> **Problem requirements**
Every line from the one with "use thiserror::Error;" to the one with "#[derive(Debug, Error)]", including those two, is to be copied exactly; all other lines of the entries below are left out.

****************

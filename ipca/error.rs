use super::comm::CommError;
use super::linalg::FaerLinalgError;
use thiserror::Error;

/// Errors raised by the incremental PCA core.
///
/// Precondition variants are always reported before any collective call is
/// issued, so a rejected block leaves every worker's state untouched.
#[derive(Debug, Error)]
pub enum IpcaError {
    #[error("worker count must be at least one")]
    NoWorkers,
    #[error("target rank must satisfy 1 <= q <= d, got q = {components} for d = {features}")]
    InvalidRank { components: usize, features: usize },
    #[error("nominal block width must be at least one")]
    InvalidBlockWidth,
    #[error("block has {found} feature rows, but the model was built for {expected}")]
    FeatureMismatch { expected: usize, found: usize },
    #[error("block contains no observations")]
    EmptyBlock,
    #[error("block has {found} observations, exceeding the nominal block width of {limit}")]
    BlockTooWide { limit: usize, found: usize },
    #[error("initialization expects exactly {expected} observations, found {found}")]
    InitializationWidth { expected: usize, found: usize },
    #[error("model already holds {0} observations; initialize is only valid on an empty model")]
    AlreadyInitialized(usize),
    #[error(
        "communicator has {communicator} workers but the partition table was built for {partition}"
    )]
    WorkerCountMismatch {
        communicator: usize,
        partition: usize,
    },
    #[error("linear algebra failure: {0}")]
    Linalg(#[from] FaerLinalgError),
    #[error("collective communication failure: {0}")]
    Comm(#[from] CommError),
}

****************

> **Answer section**
use thiserror::Error;

/// Errors raised by the incremental PCA core.
///
/// Precondition variants are always reported before any collective call is
/// issued, so a rejected block leaves every worker's state untouched.
#[derive(Debug, Error)]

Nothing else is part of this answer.